### Required action
Please repeat only the stretch of records running from the first line through the line that contains "a saturated pool".

### Dataset excerpts
//! PostgreSQL connection pools and migrations

use std::time::Duration;

use sqlx::postgres::{PgConnectOptions, PgPoolOptions};
use sqlx::PgPool;
use std::str::FromStr;

/// Pool size for request-serving connections
const DEFAULT_MAX_CONNECTIONS: u32 = 10;

/// Requests should fail fast instead of queueing behind a saturated pool
const ACQUIRE_TIMEOUT: Duration = Duration::from_secs(5);

/// Migrations may rewrite tables and hold locks for a while
const MIGRATION_ACQUIRE_TIMEOUT: Duration = Duration::from_secs(60);

static MIGRATOR: sqlx::migrate::Migrator = sqlx::migrate!("./migrations");

#[derive(Debug, thiserror::Error)]
pub enum DbError {
    #[error("Invalid database URL: {0}")]
    InvalidUrl(String),
    #[error("Database connection failed: {0}")]
    Connect(#[from] sqlx::Error),
    #[error("Migration failed: {0}")]
    Migrate(#[from] sqlx::migrate::MigrateError),
}

/// Create the pool used for regular queries.
///
/// Prepared statements are disabled so the pool also works behind
/// transaction-mode poolers such as PgBouncer.
pub async fn create_pool(database_url: &str) -> Result<PgPool, DbError> {
    let options = PgConnectOptions::from_str(database_url)
        .map_err(|e| DbError::InvalidUrl(e.to_string()))?
        .statement_cache_capacity(0);

    let pool = PgPoolOptions::new()
        .max_connections(DEFAULT_MAX_CONNECTIONS)
        .acquire_timeout(ACQUIRE_TIMEOUT)
        .connect_with(options)
        .await?;

    tracing::debug!(
        max_connections = DEFAULT_MAX_CONNECTIONS,
        "Database pool created"
    );
    Ok(pool)
}

/// Create a single-connection pool for running migrations against the direct URL
pub async fn create_migration_pool(database_url: &str) -> Result<PgPool, DbError> {
    let pool = PgPoolOptions::new()
        .max_connections(1)
        .acquire_timeout(MIGRATION_ACQUIRE_TIMEOUT)
        .connect(database_url)
        .await?;

    Ok(pool)
}

/// Apply all embedded migrations
pub async fn run_migrations(pool: &PgPool) -> Result<(), DbError> {
    tracing::info!(
        available = MIGRATOR.iter().count(),
        "Applying database migrations"
    );
    MIGRATOR.run(pool).await?;
    tracing::info!("Database migrations applied");
    Ok(())
}

#[cfg(test)]
mod tests {
    use super::*;

    #[tokio::test]
    async fn test_invalid_url_is_rejected_before_connecting() {
        let result = create_pool("not a url").await;
        assert!(matches!(result, Err(DbError::InvalidUrl(_))));
    }

    #[test]
    fn test_migrations_are_embedded_in_order() {
        let versions: Vec<i64> = MIGRATOR.iter().map(|m| m.version).collect();
        assert!(versions.len() >= 3);
        let mut sorted = versions.clone();
        sorted.sort_unstable();
        assert_eq!(versions, sorted);
    }

    #[test]
    fn test_ledger_rows_carry_a_commit_order_sequence() {
        let ordering = MIGRATOR
            .iter()
            .find(|m| m.description.contains("ledger ordering"))
            .unwrap();
        assert!(ordering.sql.contains("clock_timestamp()"));
        assert!(ordering.sql.contains("GENERATED ALWAYS AS IDENTITY"));
    }
}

### Exercise solution
//! PostgreSQL connection pools and migrations

use std::time::Duration;

use sqlx::postgres::{PgConnectOptions, PgPoolOptions};
use sqlx::PgPool;
use std::str::FromStr;

/// Pool size for request-serving connections
const DEFAULT_MAX_CONNECTIONS: u32 = 10;

/// Requests should fail fast instead of queueing behind a saturated pool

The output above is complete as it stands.